ESC ist kein Wettbewerb für etablierte Stars
Eurovisionsverächter sagen Jahr für Jahr: Ach, beim ESC gibt es ja gar keine Stars. Aber das war und ist falsch. Grundsätzlich jedoch gilt: Etablierte, womöglich international erfolgreiche Künstler meiden den Eurovision Song Contest. Und das ist nur zu verständlich: Beim ESC ist die Möglichkeit, nicht gut abzuschneiden - das heißt, nicht mindestens den dritten Platz zu belegen - ziemlich groß. Ein Star, der schlecht abschneidet, hat mit einer ESC-Teilnahme unter ferner liefen faktisch seine Karriere ruiniert. In Deutschland war das so mit der Münchner Freiheit 1993, die nach dem Ausflug ins irische Millstreet keinen Blumenpott mehr ernten konnten.
Gleichwohl gibt es verschiedene Möglichkeiten, doch mit dem Flair eines Stars zum ESC zu gehen. Es gibt die Alten und Arrivierten, solche, die wirklich fett im Geschäft waren und nichts mehr zu verlieren haben. Etwa Bonnie Tyler 2013 in Malmö oder Engelbert Humperdinck 2012 in Baku. Ihre schlechten Platzierungen konnten und können ihnen keinen Schaden anhaben: too big to fail - sozusagen.
Chance für Stars, die den Zenit überschritten haben
Anders sieht es bei Stars aus, die den Zenit ihrer Karriere überschritten und eine Auffrischung in mindestens europäischer Hinsicht brauchen. Dazu zählen die britische Band Blue im Jahr 2011 oder Patricia Kaas, die für Frankreich 2009 in Moskau an den Start ging und mit ihrem ungewöhnlichen Lied immerhin den achten Platz belegte. Ähnliches gilt für die spanische Combo Las Ketchup, aber die waren beim ESC 2006 in Athen nicht so in Form, dass ihnen ein dritter Frühling beschert wurde. Ihr 23. Platz belegte das eindrücklich.
Manche können sich - schaut man etwa nach Deutschland zu den einheimischen Stars - durch eine ESC-Performance wieder ins Rampenlicht schieben und die eigene, schon leicht verblasste Künstlerlaufbahn beleben: Katja Ebsteins zweiter Platz mit "Theater" im Jahr 1980 war so ein Fall.
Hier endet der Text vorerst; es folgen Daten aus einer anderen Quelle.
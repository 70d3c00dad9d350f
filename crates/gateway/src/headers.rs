use indexmap::IndexSet;
use serde::Serialize;
use tracing::warn;

use crate::{Destination, OrderKind, schema};

/// Outcome of comparing uploaded columns against a registered schema.
#[derive(Debug, Clone, PartialEq, Eq, Serialize)]
pub struct HeaderDiagnostic {
    pub ok: bool,
    /// Expected columns absent from the upload, in schema order.
    pub missing: Vec<String>,
    /// Uploaded columns the schema does not know, in upload order.
    pub unexpected: Vec<String>,
}

impl HeaderDiagnostic {
    /// Human-readable problem list, empty when the headers match.
    pub fn summary(&self) -> String {
        let mut parts = Vec::new();
        if !self.missing.is_empty() {
            parts.push(format!("Missing: {}", self.missing.join(", ")));
        }
        if !self.unexpected.is_empty() {
            parts.push(format!("Unexpected: {}", self.unexpected.join(", ")));
        }
        parts.join(" | ")
    }
}

/// Header state for a destination/kind selection.
#[derive(Debug, Clone, PartialEq, Eq)]
pub enum HeaderCheck {
    /// Nothing uploaded yet.
    NoUpload,
    /// The registry has no rules for this selection. Informational only.
    NoRules {
        destination: Destination,
        kind: OrderKind,
    },
    Checked(HeaderDiagnostic),
}

fn normalize<S: AsRef<str>>(columns: &[S]) -> IndexSet<String> {
    columns
        .iter()
        .map(|column| column.as_ref().to_lowercase())
        .collect()
}

pub fn validate<E: AsRef<str>, A: AsRef<str>>(expected: &[E], actual: &[A]) -> HeaderDiagnostic {
    let expected = normalize(expected);
    let actual = normalize(actual);

    let missing: Vec<String> = expected
        .iter()
        .filter(|column| !actual.contains(*column))
        .cloned()
        .collect();
    let unexpected: Vec<String> = actual
        .iter()
        .filter(|column| !expected.contains(*column))
        .cloned()
        .collect();

    HeaderDiagnostic {
        ok: missing.is_empty() && unexpected.is_empty(),
        missing,
        unexpected,
    }
}

pub fn check<S: AsRef<str>>(
    destination: Destination,
    kind: OrderKind,
    columns: &[S],
) -> HeaderCheck {
    if columns.is_empty() {
        return HeaderCheck::NoUpload;
    }

    match schema::lookup(destination, kind) {
        Ok(expected) => HeaderCheck::Checked(validate(expected, columns)),
        Err(_) => {
            warn!("No validation rules found for {destination} {kind}");
            HeaderCheck::NoRules { destination, kind }
        }
    }
}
Ein Gegenbeispiel waren jedoch 1976 die Les Humphries Singers, die fünf Jahre Megastars in Deutschland waren, aber beim ESC jedoch keinen Wind mehr in die Segel bekamen - "Sing Sang Song" bekam kaum Punkte.
Dann gibt es die internationalen Stars, die weitere Anschubhilfe brauchen und dafür den ESC nutzen wollen: t.A.T.u. aus Russland waren heiße Chartfeger, drohten wieder in der Versenkung zu verschwinden, was letztlich auch passierte, aber dazwischen schafften sie 2003 noch beim ESC in Riga einen schönen dritten Platz.
Früher verhielt sich das Verhältnis der Stars zum ESC noch ein wenig anders. Das Internet gab es noch nicht, also entsprechend viel geringere Verbreitungsmöglichkeiten von Popmusik. Der ESC war die ideale Show, um sich europäisch bekannt zu machen: Nana Mouskouri wurde auch international ein Star durch den ESC, auch Esther Ofarim hat ihre Chance genutzt, ebenso Julio Iglesias 1970 in Amsterdam. Später - im Jahr 1974 - waren es Abba, die den Eurovisionsauftritt nutzten, um über das eigene Land hinaus bekannt zu werden. Die Kanadierin Céline Dion tat es ihnen 1988 in Dublin gleich.
Als englische Texte noch ein Wettbewerbsvorteil waren
Auch britische Künstler pilgerten zum ESC, um sich berühmt zu machen oder die eigene Berühmtheit zu steigern. Englisch zu singen, war nur ihnen möglich und den Iren. Außerdem hatten sie in der Regel das beste Songmaterial, da konnte nichts schiefgehen. Sandie Shaw war ein internationaler Star, ehe sie 1967 den ESC in Wien gewann, Cliff Richard war sogar ein Megastar, ehe er 1968 in der Londoner Royal Albert Hall davon ausging, mit "Congratulations" fast automatisch zu gewinnen, aber dann doch knapp hinter Massiel und ihrem "La La La" nur den zweiten Rang belegte.